Professor Hazel Dockrell, Dr Helen Fletcher and Dr Gregory Bancroft are all part of TBVAC2020 and based at the London School of Hygiene and Tropical Medicine (LSHTM), within the department of Immunology of Infectious Diseases (IID). They have been actively involved in finding immune correlates of protection, implementation of new TB vaccines and testing of  vaccine candidates in murine models. These three laboratories are a part of the TB Centre, an extensive network of TB researchers and collaborators based at LSHTM.

The Dockrell group is examining vaccine-induced immune responses that may predict immune protection against tuberculosis (TB), and how co-infection and co-morbidity can affect such immune responses. A good knowledge of correlates of protection could predict the efficacy of novel vaccines at early stages of development and help identify the most promising candidates for vaccine trials. The Dockrell group investigates T cell immunity and cytokines that are released in response to BCG vaccination in UK infants, and also compares how the immune response to BCG in the UK differs from that in Africa where the vaccine is less effective. Professor Dockrell and her group are investigating mechanisms that regulate the production of immune-related proteins, starting from gene regulation (epigenetics), gene expression (transcriptomics), cell phenotypes (flow cytometry) and finally protein release. Secondly, the group is investigating whether BCG can modulate epigenetic changes of inflammatory genes in vitro. The Dockrell group is focusing on genes and cells that play a crucial role in polarisation of the immune responses and that could affect vaccine efficacy. The Dockrell laboratory is also using the mycobacterial growth inhibition assay in BCG-vaccinated infants and patients with latent TB infection and helminth infection. Members of the Dockrell group include Steven Smith, Mateusz Hasso- Agopsowicz and Shaheda Anwar.

The Bancroft laboratory was funded by TBVAC2020 to provide preclinical animal models to evaluate new TB vaccine candidates. The Bancroft group does not generate themselves these candidates, but it is an independent testing centre for vaccine developers, providing valuable head to head comparisons of candidates from across laboratories in the consortium. The group has two tasks, firstly to evaluate residual virulence properties of new live attenuated vaccines in the murine SCID model of immunodeficiency. Secondly, the group provides standard models of vaccination and pulmonary challenge with virulent M. tuberculosis in mice to study vaccine efficacy in vivo. Felipe Cia, an experienced investigator in the use of murine models of bacterial infection in aerosol Category 3 containment is the person performing these tasks.

The Fletcher group investigates the impact of host-immunity on TB vaccine efficacy.  A major focus of the group is understanding immunity of people living in high TB incidence countries.  In addition, the Fletcher group investigates immunity using the mouse model and aims to develop animal models of TB disease better able to predict TB vaccine efficacy in clinical trials.

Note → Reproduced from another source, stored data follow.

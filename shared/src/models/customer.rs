//! Customer model

use serde::{Deserialize, Serialize};

/// Customer row
#[derive(Debug, Clone, Serialize, Deserialize)]
#[cfg_attr(feature = "db", derive(sqlx::FromRow))]
pub struct Customer {
    pub id: i64,
    /// Unique customer name
    pub name: String,
    pub contact_person: Option<String>,
    pub contact_email: Option<String>,
    pub contact_phone: Option<String>,
    pub address: Option<String>,
    pub is_active: bool,
    pub created_at: String,
    pub updated_at: String,
}

/// Create customer payload
#[derive(Debug, Clone, Serialize, Deserialize)]
pub struct CustomerCreate {
    pub name: String,
    #[serde(default)]
    pub contact_person: Option<String>,
    #[serde(default)]
    pub contact_email: Option<String>,
    #[serde(default)]
    pub contact_phone: Option<String>,
    #[serde(default)]
    pub address: Option<String>,
}

/// Update customer payload
#[derive(Debug, Clone, Default, Serialize, Deserialize)]
pub struct CustomerUpdate {
    pub name: Option<String>,
    pub contact_person: Option<String>,
    pub contact_email: Option<String>,
    pub contact_phone: Option<String>,
    pub address: Option<String>,
    pub is_active: Option<bool>,
}
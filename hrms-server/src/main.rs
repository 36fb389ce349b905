use hrms_server::{Config, Server, ServerState, print_banner, setup_environment};

#[tokio::main]
async fn main() -> Result<(), Box<dyn std::error::Error>> {
    // 1. 设置环境 (dotenv, 日志)
    setup_environment()?;

    // 打印横幅
    print_banner();

    tracing::info!("HRMS server starting...");

    // 2. 加载配置
    let config = Config::from_env();

    // 3. 初始化服务器状态
    let state = ServerState::initialize(&config).await;

    // 4. 启动 HTTP 服务器 (Server::run 会自动启动后台任务)
    let server = Server::with_state(config, state);

    if let Err(e) = server.run().await {
        tracing::error!("Server error: {}", e);
        return Err(e.into());
    }

    Ok(())
}
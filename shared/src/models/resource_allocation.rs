//! Resource allocation model

use serde::{Deserialize, Serialize};

/// Assignment of an employee to a project
///
/// `customer_id` is denormalized from the project at creation time so the
/// triple (project, customer, employee) stays unique.
#[derive(Debug, Clone, Serialize, Deserialize)]
#[cfg_attr(feature = "db", derive(sqlx::FromRow))]
pub struct ResourceAllocation {
    pub id: i64,
    pub project_id: i64,
    pub customer_id: i64,
    pub employee_id: i64,
    /// Role on the project, e.g. "Developer", "QA"
    pub allocation_role: Option<String>,
    /// `YYYY-MM-DD`
    pub start_date: Option<String>,
    /// `YYYY-MM-DD`, open-ended when absent
    pub end_date: Option<String>,
    pub is_active: bool,
    pub created_at: String,
    pub updated_at: String,

    // Joined display fields for list reads
    #[cfg_attr(feature = "db", sqlx(skip))]
    #[serde(default)]
    pub project_name: Option<String>,
    #[cfg_attr(feature = "db", sqlx(skip))]
    #[serde(default)]
    pub customer_name: Option<String>,
    #[cfg_attr(feature = "db", sqlx(skip))]
    #[serde(default)]
    pub employee_name: Option<String>,
}

/// Create allocation payload; the customer is derived from the project
#[derive(Debug, Clone, Serialize, Deserialize)]
pub struct ResourceAllocationCreate {
    pub project_id: i64,
    pub employee_id: i64,
    #[serde(default)]
    pub allocation_role: Option<String>,
    #[serde(default)]
    pub start_date: Option<String>,
    #[serde(default)]
    pub end_date: Option<String>,
}

/// Update allocation payload
#[derive(Debug, Clone, Default, Serialize, Deserialize)]
pub struct ResourceAllocationUpdate {
    pub allocation_role: Option<String>,
    pub start_date: Option<String>,
    pub end_date: Option<String>,
    pub is_active: Option<bool>,
}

The TB Centre at the London School of Hygiene & Tropical Medicine brings together more than 120 laboratory scientists, clinicians, epidemiologists, statisticians, public health specialists and policy-makers. The common goal of all scientists at the TB Centre is to reduce the global burden of TB, through high quality research, education and knowledge translation.

Through consultancy work, research meetings, seminars and journal clubs, members of the TB Centre disseminate their work and generate new ideas. Members of the TB Centre are global leaders in areas including:

  • clinical trial design;
  • epidemiology;
  • tracing of TB transmission using molecular tools;
  • host-pathogen interactions;
  • development and implementation of new diagnostics  mathematical modelling;
  • health economics;
  • health systems research.

The TB Centre works in more than 20 countries with high prevalence of TB across Asia, Africa and Latin America, and all researchers of the centre are strongly integrated with local academic institutions, governments and international organisations.